Ernährungsindustrie: Getränke bremsen

Die deutsche Nahrungsmittelindustrie weicht im Vergleich zu anderen Wirtschaftszweigen des Verarbeitenden Gewerbes kaum zyklische Schwankungen auf. Die Wachstumsmöglichkeiten pro Kopf im Inland sind jedoch begrenzt. Zwar steigt die Bevölkerung aktuell, was der Branche zugutekommt, allerdings ist die Zuwanderung nach Deutschland nach dem Ausnahmejahr 2015 deutlich schwächer ausgefallen. Ende 2016 ist mit 82,8 Millionen die Einwohnerzahl von 2002 nur leicht übertroffen worden. Bis 2011 war die Bevölkerung in Deutschland sogar gesunken. Große Wachstumsimpulse für die Ernährungsindustrie lassen sich aus dieser Entwicklung nicht ableiten.
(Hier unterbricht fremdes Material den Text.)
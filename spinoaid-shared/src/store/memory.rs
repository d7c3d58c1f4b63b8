/// In-process document store
///
/// Keeps every collection in memory behind a single `tokio::sync::RwLock`.
/// Writes that touch a unique index check and apply under the same write
/// lock, so two concurrent inserts of the same key cannot both succeed.
///
/// Data lives for the lifetime of the process.

use super::{
    compare_values, Document, DocumentStore, Filter, FindOptions, SortOrder, StoreError,
    StoreResult, UpdateOutcome, ID_FIELD,
};
use async_trait::async_trait;
use serde_json::Value;
use std::collections::{HashMap, HashSet};
use tokio::sync::RwLock;
use uuid::Uuid;

#[derive(Debug, Default)]
struct Collection {
    /// Documents in insertion order
    docs: Vec<Document>,

    /// Fields that must be unique
    unique: HashSet<String>,
}

impl Collection {
    /// Finds a unique field whose value in `doc` is already taken
    ///
    /// `skip` excludes one position (the document being updated).
    fn conflicting_field(&self, doc: &Document, skip: Option<usize>) -> Option<String> {
        self.unique.iter().find_map(|field| {
            let value = doc.get(field)?;
            let taken = self
                .docs
                .iter()
                .enumerate()
                .any(|(i, other)| Some(i) != skip && other.get(field) == Some(value));
            taken.then(|| field.clone())
        })
    }

    fn matching(&self, filter: &Filter, options: &FindOptions) -> Vec<Document> {
        let mut docs: Vec<Document> = self
            .docs
            .iter()
            .filter(|doc| filter.matches(doc))
            .cloned()
            .collect();

        // Descending is the exact reverse of ascending, ties included
        if let Some((field, order)) = &options.sort {
            docs.sort_by(|a, b| compare_values(a.get(field), b.get(field)));
            if *order == SortOrder::Descending {
                docs.reverse();
            }
        }

        if let Some(limit) = options.limit {
            docs.truncate(limit);
        }

        docs
    }
}

/// Memory-backed [`DocumentStore`]
#[derive(Debug, Default)]
pub struct MemoryStore {
    collections: RwLock<HashMap<String, Collection>>,
}

impl MemoryStore {
    /// Creates an empty store
    pub fn new() -> Self {
        Self::default()
    }

    /// Number of documents in a collection
    pub async fn count(&self, collection: &str) -> usize {
        self.collections
            .read()
            .await
            .get(collection)
            .map(|c| c.docs.len())
            .unwrap_or(0)
    }
}

#[async_trait]
impl DocumentStore for MemoryStore {
    fn backend(&self) -> &'static str {
        "memory"
    }

    async fn create_unique_index(&self, collection: &str, field: &str) -> StoreResult<()> {
        let mut collections = self.collections.write().await;
        let coll = collections.entry(collection.to_string()).or_default();

        let mut seen = HashSet::new();
        for doc in &coll.docs {
            if let Some(value) = doc.get(field) {
                if !seen.insert(value.to_string()) {
                    return Err(StoreError::Duplicate {
                        collection: collection.to_string(),
                        field: field.to_string(),
                    });
                }
            }
        }

        coll.unique.insert(field.to_string());
        Ok(())
    }

    async fn find(
        &self,
        collection: &str,
        filter: &Filter,
        options: FindOptions,
    ) -> StoreResult<Vec<Document>> {
        let collections = self.collections.read().await;
        Ok(collections
            .get(collection)
            .map(|c| c.matching(filter, &options))
            .unwrap_or_default())
    }

    async fn find_one(
        &self,
        collection: &str,
        filter: &Filter,
        options: FindOptions,
    ) -> StoreResult<Option<Document>> {
        let docs = self.find(collection, filter, options.limit(1)).await?;
        Ok(docs.into_iter().next())
    }

    async fn insert(&self, collection: &str, mut doc: Document) -> StoreResult<String> {
        let id = match doc.get(ID_FIELD).and_then(Value::as_str) {
            Some(id) => id.to_string(),
            None => {
                let id = Uuid::new_v4().to_string();
                doc.insert(ID_FIELD.to_string(), Value::String(id.clone()));
                id
            }
        };

        let mut collections = self.collections.write().await;
        let coll = collections.entry(collection.to_string()).or_default();

        // The primary key is always unique
        if coll
            .docs
            .iter()
            .any(|other| other.get(ID_FIELD).and_then(Value::as_str) == Some(id.as_str()))
        {
            return Err(StoreError::Duplicate {
                collection: collection.to_string(),
                field: ID_FIELD.to_string(),
            });
        }

        if let Some(field) = coll.conflicting_field(&doc, None) {
            return Err(StoreError::Duplicate {
                collection: collection.to_string(),
                field,
            });
        }

        coll.docs.push(doc);
        Ok(id)
    }

    async fn update(
        &self,
        collection: &str,
        filter: &Filter,
        changes: Document,
    ) -> StoreResult<UpdateOutcome> {
        let mut collections = self.collections.write().await;
        let Some(coll) = collections.get_mut(collection) else {
            return Ok(UpdateOutcome::default());
        };

        let Some(pos) = coll.docs.iter().position(|doc| filter.matches(doc)) else {
            return Ok(UpdateOutcome::default());
        };

        let mut updated = coll.docs[pos].clone();
        for (field, value) in changes {
            updated.insert(field, value);
        }

        if let Some(field) = coll.conflicting_field(&updated, Some(pos)) {
            return Err(StoreError::Duplicate {
                collection: collection.to_string(),
                field,
            });
        }

        let modified = u64::from(coll.docs[pos] != updated);
        coll.docs[pos] = updated;

        Ok(UpdateOutcome {
            matched: 1,
            modified,
        })
    }

    async fn delete(&self, collection: &str, filter: &Filter) -> StoreResult<u64> {
        let mut collections = self.collections.write().await;
        let Some(coll) = collections.get_mut(collection) else {
            return Ok(0);
        };

        match coll.docs.iter().position(|doc| filter.matches(doc)) {
            Some(pos) => {
                coll.docs.remove(pos);
                Ok(1)
            }
            None => Ok(0),
        }
    }
}

#[cfg(test)]
mod tests {
    use super::*;
    use serde_json::json;
    use std::sync::Arc;

    fn doc(value: Value) -> Document {
        value.as_object().cloned().unwrap()
    }

    #[tokio::test]
    async fn test_insert_assigns_id() {
        let store = MemoryStore::new();
        let id = store.insert("users", doc(json!({ "email": "a@x.io" }))).await.unwrap();

        assert!(Uuid::parse_str(&id).is_ok());

        let found = store
            .find_one("users", &Filter::new().eq("id", id.clone()), FindOptions::default())
            .await
            .unwrap()
            .unwrap();
        assert_eq!(found["email"], "a@x.io");
    }

    #[tokio::test]
    async fn test_insert_keeps_explicit_id() {
        let store = MemoryStore::new();
        let id = store
            .insert("users", doc(json!({ "id": "fixed", "email": "a@x.io" })))
            .await
            .unwrap();
        assert_eq!(id, "fixed");

        let err = store
            .insert("users", doc(json!({ "id": "fixed" })))
            .await
            .unwrap_err();
        assert!(err.is_duplicate_of("id"));
    }

    #[tokio::test]
    async fn test_unique_index_rejects_duplicates() {
        let store = MemoryStore::new();
        store.create_unique_index("users", "email").await.unwrap();

        store.insert("users", doc(json!({ "email": "a@x.io" }))).await.unwrap();
        let err = store
            .insert("users", doc(json!({ "email": "a@x.io" })))
            .await
            .unwrap_err();

        assert!(err.is_duplicate_of("email"));
        assert_eq!(store.count("users").await, 1);
    }

    #[tokio::test]
    async fn test_unique_index_on_existing_duplicates_fails() {
        let store = MemoryStore::new();
        store.insert("users", doc(json!({ "email": "a@x.io" }))).await.unwrap();
        store.insert("users", doc(json!({ "email": "a@x.io" }))).await.unwrap();

        assert!(store.create_unique_index("users", "email").await.is_err());
    }

    #[tokio::test]
    async fn test_find_filters_sorts_and_limits() {
        let store = MemoryStore::new();
        for (n, owner) in [(1003, "a"), (1001, "a"), (1002, "b"), (1004, "a")] {
            store
                .insert("patients", doc(json!({ "sequence": n, "created_by": owner })))
                .await
                .unwrap();
        }

        let owned = store
            .find(
                "patients",
                &Filter::new().eq("created_by", "a"),
                FindOptions::sort_by("sequence", SortOrder::Ascending),
            )
            .await
            .unwrap();
        let seqs: Vec<i64> = owned.iter().map(|d| d["sequence"].as_i64().unwrap()).collect();
        assert_eq!(seqs, vec![1001, 1003, 1004]);

        let highest = store
            .find_one(
                "patients",
                &Filter::new(),
                FindOptions::sort_by("sequence", SortOrder::Descending),
            )
            .await
            .unwrap()
            .unwrap();
        assert_eq!(highest["sequence"], 1004);
    }

    #[tokio::test]
    async fn test_find_on_unknown_collection_is_empty() {
        let store = MemoryStore::new();
        let docs = store
            .find("nothing", &Filter::new(), FindOptions::default())
            .await
            .unwrap();
        assert!(docs.is_empty());
    }

    #[tokio::test]
    async fn test_update_first_match_only() {
        let store = MemoryStore::new();
        store.insert("p", doc(json!({ "k": 1, "v": "a" }))).await.unwrap();
        store.insert("p", doc(json!({ "k": 1, "v": "b" }))).await.unwrap();

        let outcome = store
            .update("p", &Filter::new().eq("k", 1), doc(json!({ "v": "z" })))
            .await
            .unwrap();
        assert_eq!(outcome, UpdateOutcome { matched: 1, modified: 1 });

        let zs = store
            .find("p", &Filter::new().eq("v", "z"), FindOptions::default())
            .await
            .unwrap();
        assert_eq!(zs.len(), 1);
    }

    #[tokio::test]
    async fn test_update_reports_unmodified() {
        let store = MemoryStore::new();
        store.insert("p", doc(json!({ "k": 1, "v": "a" }))).await.unwrap();

        let outcome = store
            .update("p", &Filter::new().eq("k", 1), doc(json!({ "v": "a" })))
            .await
            .unwrap();
        assert_eq!(outcome, UpdateOutcome { matched: 1, modified: 0 });

        let none = store
            .update("p", &Filter::new().eq("k", 2), doc(json!({ "v": "a" })))
            .await
            .unwrap();
        assert_eq!(none.matched, 0);
    }

    #[tokio::test]
    async fn test_update_respects_unique_index() {
        let store = MemoryStore::new();
        store.create_unique_index("users", "email").await.unwrap();
        store.insert("users", doc(json!({ "id": "1", "email": "a@x.io" }))).await.unwrap();
        store.insert("users", doc(json!({ "id": "2", "email": "b@x.io" }))).await.unwrap();

        let err = store
            .update(
                "users",
                &Filter::new().eq("id", "2"),
                doc(json!({ "email": "a@x.io" })),
            )
            .await
            .unwrap_err();
        assert!(err.is_duplicate_of("email"));

        // Re-setting a document's own value is not a conflict
        let ok = store
            .update(
                "users",
                &Filter::new().eq("id", "1"),
                doc(json!({ "email": "a@x.io" })),
            )
            .await
            .unwrap();
        assert_eq!(ok.matched, 1);
    }

    #[tokio::test]
    async fn test_delete() {
        let store = MemoryStore::new();
        store.insert("p", doc(json!({ "k": 1 }))).await.unwrap();

        assert_eq!(store.delete("p", &Filter::new().eq("k", 2)).await.unwrap(), 0);
        assert_eq!(store.delete("p", &Filter::new().eq("k", 1)).await.unwrap(), 1);
        assert_eq!(store.delete("p", &Filter::new().eq("k", 1)).await.unwrap(), 0);
        assert_eq!(store.count("p").await, 0);
    }

    #[tokio::test(flavor = "multi_thread", worker_threads = 4)]
    async fn test_concurrent_unique_inserts() {
        let store = Arc::new(MemoryStore::new());
        store.create_unique_index("users", "email").await.unwrap();

        let handles: Vec<_> = (0..16)
            .map(|_| {
                let store = store.clone();
                tokio::spawn(async move {
                    store
                        .insert("users", doc(json!({ "email": "same@x.io" })))
                        .await
                        .is_ok()
                })
            })
            .collect();

        let mut successes = 0;
        for handle in handles {
            if handle.await.unwrap() {
                successes += 1;
            }
        }

        assert_eq!(successes, 1);
        assert_eq!(store.count("users").await, 1);
    }
}
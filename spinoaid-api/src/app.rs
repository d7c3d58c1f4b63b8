/// Application state and router builder
///
/// This module defines the shared application state and provides
/// a function to build the Axum router with all routes and middleware.
///
/// # Example
///
/// ```no_run
/// use spinoaid_api::{app::AppState, config::Config};
/// use spinoaid_shared::store::MemoryStore;
/// use std::sync::Arc;
///
/// # async fn example() -> anyhow::Result<()> {
/// let config = Config::from_env()?;
/// let state = AppState::new(Arc::new(MemoryStore::new()), config);
/// let app = spinoaid_api::app::build_router(state);
/// # Ok(())
/// # }
/// ```

use crate::{config::Config, error::ApiError};
use axum::{
    extract::{DefaultBodyLimit, Request, State},
    http::{header, HeaderValue, Method},
    middleware::Next,
    response::Response,
    routing::{get, post},
    Router,
};
use spinoaid_shared::{
    auth::{jwt::TokenIssuer, middleware::authenticate},
    inference::{ImageAnalyzer, PlaceholderAnalyzer},
    store::DocumentStore,
};
use std::sync::Arc;
use tower_http::{
    cors::CorsLayer,
    trace::{DefaultMakeSpan, DefaultOnResponse, TraceLayer},
};
use tracing::Level;

/// Largest accepted image upload
pub const MAX_UPLOAD_BYTES: usize = 25 * 1024 * 1024;

/// Shared application state
///
/// This is cloned for each request handler via Axum's `State` extractor.
/// Uses Arc internally for cheap cloning.
#[derive(Clone)]
pub struct AppState {
    /// Storage collaborator
    pub store: Arc<dyn DocumentStore>,

    /// Token issuer and verifier
    pub tokens: TokenIssuer,

    /// Image analyzer behind `/api/analyze`
    pub analyzer: Arc<dyn ImageAnalyzer>,

    /// Application configuration
    pub config: Arc<Config>,
}

impl AppState {
    /// Creates new application state with the placeholder analyzer
    pub fn new(store: Arc<dyn DocumentStore>, config: Config) -> Self {
        Self {
            store,
            tokens: TokenIssuer::new(&config.jwt.secret),
            analyzer: Arc::new(PlaceholderAnalyzer::new()),
            config: Arc::new(config),
        }
    }

    /// Replaces the image analyzer
    pub fn with_analyzer(mut self, analyzer: Arc<dyn ImageAnalyzer>) -> Self {
        self.analyzer = analyzer;
        self
    }
}

/// Builds the complete Axum router with all routes and middleware
///
/// # Architecture
///
/// ```text
/// /
/// ├── GET  /                          # Liveness (public)
/// ├── GET  /health                    # Health check (public)
/// ├── /auth/
/// │   ├── POST /register              # public
/// │   ├── POST /login                 # public
/// │   └── GET  /me                    # authenticated
/// └── /api/
///     ├── /patients                   # authenticated
///     │   ├── GET    /
///     │   ├── POST   /
///     │   ├── GET    /:patient_id
///     │   ├── PUT    /:patient_id
///     │   └── DELETE /:patient_id
///     ├── /annotations                # authenticated
///     │   ├── POST   /
///     │   ├── GET    /:id             # id is a patient code
///     │   └── DELETE /:id             # id is an annotation record id
///     ├── POST /upload-image          # public
///     └── POST /analyze               # public
/// ```
///
/// # Middleware Stack
///
/// Applied in order (bottom to top):
/// 1. Logging (tower-http TraceLayer)
/// 2. CORS (tower-http CorsLayer)
/// 3. Authentication (per-route basis)
pub fn build_router(state: AppState) -> Router {
    use crate::routes;

    // Public routes
    let public_routes = Router::new()
        .route("/", get(routes::health::root))
        .route("/health", get(routes::health::health_check))
        .route("/auth/register", post(routes::auth::register))
        .route("/auth/login", post(routes::auth::login))
        .route(
            "/api/upload-image",
            post(routes::images::upload_image).layer(DefaultBodyLimit::max(MAX_UPLOAD_BYTES)),
        )
        .route("/api/analyze", post(routes::analysis::analyze));

    // Routes that require a bearer token
    let protected_routes = Router::new()
        .route("/auth/me", get(routes::auth::me))
        .route(
            "/api/patients",
            get(routes::patients::list_patients).post(routes::patients::create_patient),
        )
        .route(
            "/api/patients/:patient_id",
            get(routes::patients::get_patient)
                .put(routes::patients::update_patient)
                .delete(routes::patients::delete_patient),
        )
        .route("/api/annotations", post(routes::annotations::save_annotations))
        .route(
            "/api/annotations/:id",
            get(routes::annotations::list_annotations)
                .delete(routes::annotations::delete_annotation),
        )
        .layer(axum::middleware::from_fn_with_state(
            state.clone(),
            jwt_auth_layer,
        ));

    // Configure CORS based on environment
    let cors = if state.config.allows_any_origin() {
        // Development mode: permissive CORS
        CorsLayer::permissive()
    } else {
        let origins: Vec<HeaderValue> = state
            .config
            .api
            .cors_origins
            .iter()
            .filter_map(|origin| origin.parse().ok())
            .collect();

        CorsLayer::new()
            .allow_origin(origins)
            .allow_methods([
                Method::GET,
                Method::POST,
                Method::PUT,
                Method::DELETE,
                Method::OPTIONS,
            ])
            .allow_headers([header::AUTHORIZATION, header::CONTENT_TYPE])
            .allow_credentials(true)
            .max_age(std::time::Duration::from_secs(3600))
    };

    Router::new()
        .merge(public_routes)
        .merge(protected_routes)
        .layer(
            TraceLayer::new_for_http()
                .make_span_with(DefaultMakeSpan::new().level(Level::INFO))
                .on_response(DefaultOnResponse::new().level(Level::INFO)),
        )
        .layer(cors)
        .with_state(state)
}

/// JWT authentication middleware layer
///
/// Validates the bearer token, resolves the caller identity and injects
/// the resulting `AuthContext` into request extensions.
async fn jwt_auth_layer(
    State(state): State<AppState>,
    mut req: Request,
    next: Next,
) -> Result<Response, ApiError> {
    let auth_context = authenticate(
        req.headers(),
        &state.tokens,
        state.config.auth.identity,
        &*state.store,
    )
    .await?;

    req.extensions_mut().insert(auth_context);

    Ok(next.run(req).await)
}
/// Request extractors that reject with [`ApiError`]
///
/// Axum's own `Json` and `Path` extractors answer malformed input with a
/// plain-text body. These wrappers run the same extraction and convert the
/// rejection into an [`ApiError`], so every error reaches the client in the
/// `{error, message, details?}` shape.
///
/// # Example
///
/// ```
/// use spinoaid_api::extract::{ApiJson, ApiPath};
///
/// async fn handler(ApiPath(id): ApiPath<String>, ApiJson(body): ApiJson<serde_json::Value>) {
///     let _ = (id, body);
/// }
/// ```

use crate::error::ApiError;
use axum::extract::{FromRequest, FromRequestParts};

/// JSON request body
#[derive(Debug, FromRequest)]
#[from_request(via(axum::Json), rejection(ApiError))]
pub struct ApiJson<T>(pub T);

/// Path parameters
#[derive(Debug, FromRequestParts)]
#[from_request(via(axum::extract::Path), rejection(ApiError))]
pub struct ApiPath<T>(pub T);
/// API route handlers
///
/// This module contains all route handlers organized by resource:
///
/// - `health`: Liveness and health check endpoints
/// - `auth`: Authentication endpoints (register, login, me)
/// - `patients`: Patient record CRUD
/// - `annotations`: Annotation save, list and delete
/// - `images`: Image upload
/// - `analysis`: Image analysis

pub mod analysis;
pub mod annotations;
pub mod auth;
pub mod health;
pub mod images;
pub mod patients;
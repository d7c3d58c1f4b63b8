/// Annotation endpoints
///
/// Save, list and delete batches of shapes drawn on patient images. All
/// endpoints require JWT authentication and are scoped to the caller.
///
/// `GET` and `DELETE` share the `/api/annotations/:id` path: for `GET` the
/// segment is a patient code, for `DELETE` it is an annotation record id.

use crate::{
    app::AppState,
    error::{ApiError, ApiResult},
    extract::{ApiJson, ApiPath},
    routes::patients::DeleteResponse,
};
use axum::{extract::State, Extension, Json};
use serde::{Deserialize, Serialize};
use spinoaid_shared::{
    auth::middleware::AuthContext,
    models::annotation::{AnnotationRecord, CreateAnnotationRecord},
};
use uuid::Uuid;

const NOT_FOUND: &str = "Annotation record not found";

/// Save response
#[derive(Debug, Serialize, Deserialize)]
pub struct SaveAnnotationsResponse {
    pub success: bool,
    pub message: String,

    /// Id of the stored record
    pub id: String,
}

/// List response
#[derive(Debug, Serialize, Deserialize)]
pub struct AnnotationListResponse {
    pub success: bool,
    pub records: Vec<AnnotationRecord>,
}

/// Save a batch of shapes
///
/// # Endpoint
///
/// ```text
/// POST /api/annotations
/// Authorization: Bearer <token>
///
/// {
///   "patient_id": "P-1001",
///   "image_name": "lumbar-ap.png",
///   "annotations": [
///     { "id": "s1", "type": "line", "points": [{"x": 1, "y": 2}], "color": "#f00" }
///   ]
/// }
/// ```
///
/// # Response
///
/// ```json
/// { "success": true, "message": "Saved 1 annotations", "id": "uuid" }
/// ```
pub async fn save_annotations(
    State(state): State<AppState>,
    Extension(auth): Extension<AuthContext>,
    ApiJson(req): ApiJson<CreateAnnotationRecord>,
) -> ApiResult<Json<SaveAnnotationsResponse>> {
    let record = AnnotationRecord::create(&*state.store, auth.user_id, req).await?;

    Ok(Json(SaveAnnotationsResponse {
        success: true,
        message: format!("Saved {} annotations", record.annotations.len()),
        id: record.id.to_string(),
    }))
}

/// List the caller's records for a patient, newest first
///
/// An unknown patient yields an empty list.
pub async fn list_annotations(
    State(state): State<AppState>,
    Extension(auth): Extension<AuthContext>,
    ApiPath(patient_id): ApiPath<String>,
) -> ApiResult<Json<AnnotationListResponse>> {
    let records =
        AnnotationRecord::list_for_patient(&*state.store, auth.user_id, &patient_id).await?;

    Ok(Json(AnnotationListResponse {
        success: true,
        records,
    }))
}

/// Delete one of the caller's records
///
/// # Errors
///
/// - `404 Not Found`: No such record for this caller, or a malformed id
pub async fn delete_annotation(
    State(state): State<AppState>,
    Extension(auth): Extension<AuthContext>,
    ApiPath(id): ApiPath<String>,
) -> ApiResult<Json<DeleteResponse>> {
    let record_id =
        Uuid::parse_str(&id).map_err(|_| ApiError::NotFound(NOT_FOUND.to_string()))?;

    if !AnnotationRecord::delete_for_owner(&*state.store, auth.user_id, record_id).await? {
        return Err(ApiError::NotFound(NOT_FOUND.to_string()));
    }

    Ok(Json(DeleteResponse {
        success: true,
        message: "Annotation deleted".to_string(),
    }))
}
Die Branche hat deswegen schon früh Auslandsmärkte als ein zusätzliches Expansionsfeld entdeckt. So hat sich ihre Exportquote seit der deutschen Wiedervereinigung auf jetzt rund ein Drittel mehr als verdoppelt. Die Getränkeindustrie liegt etwas darunter. Deutschland ist die drittstärkste Exportnation für Nahrungsmittel und Getränke mit einem Anteil von fast 6 Prozent am Welthandel. Davor liegen die USA mit knapp 10 Prozent und die Niederlande mit 6,5 Prozent.

Die Ertragslage war in den vergangenen Jahren im Vergleich zum Verarbeitenden Gewerbe unter-durchschnittlich. Der mittelständisch strukturierten Branche steht ein hochkonzentrierter Lebensmitteleinzelhandel in Deutschland gegenüber. Die vier größten Handelsunternehmen erreichen immerhin einen Anteil am Lebensmittelumsatz von zwei Drittel. Die Unternehmen müssen also gegensteuern, indem sie ihre Kosteneffizienz weiter verbessern und noch innovativer werden, um damit Vertriebspotenziale zu erschließen. Auch sind der Ausbau von Kooperationen und Zusammenschlüsse zu prüfen. Daneben ändern sich die Verbraucherpräferenzen. „Außer-Haus-Verzehr“ sowie vegetarisches bzw. veganes Essen werden wichtiger.

2017 setzt sich zwar der moderate Aufschwung in der Nahrungs- und Futtermittelindustrie fort, noch ist allerdings die Schwäche in der Getränkeindustrie nicht gestoppt, sodass die Produktion der gesamten Ernährungsindustrie nur wenig ansteigen dürfte. Der Getränkemarkt leidet unter Rückgängen, beispielweise bei Fruchtsäften oder Bier. Gleichwohl dürfte der Rückgang durch den Produktionsindex statistisch überzeichnet sein.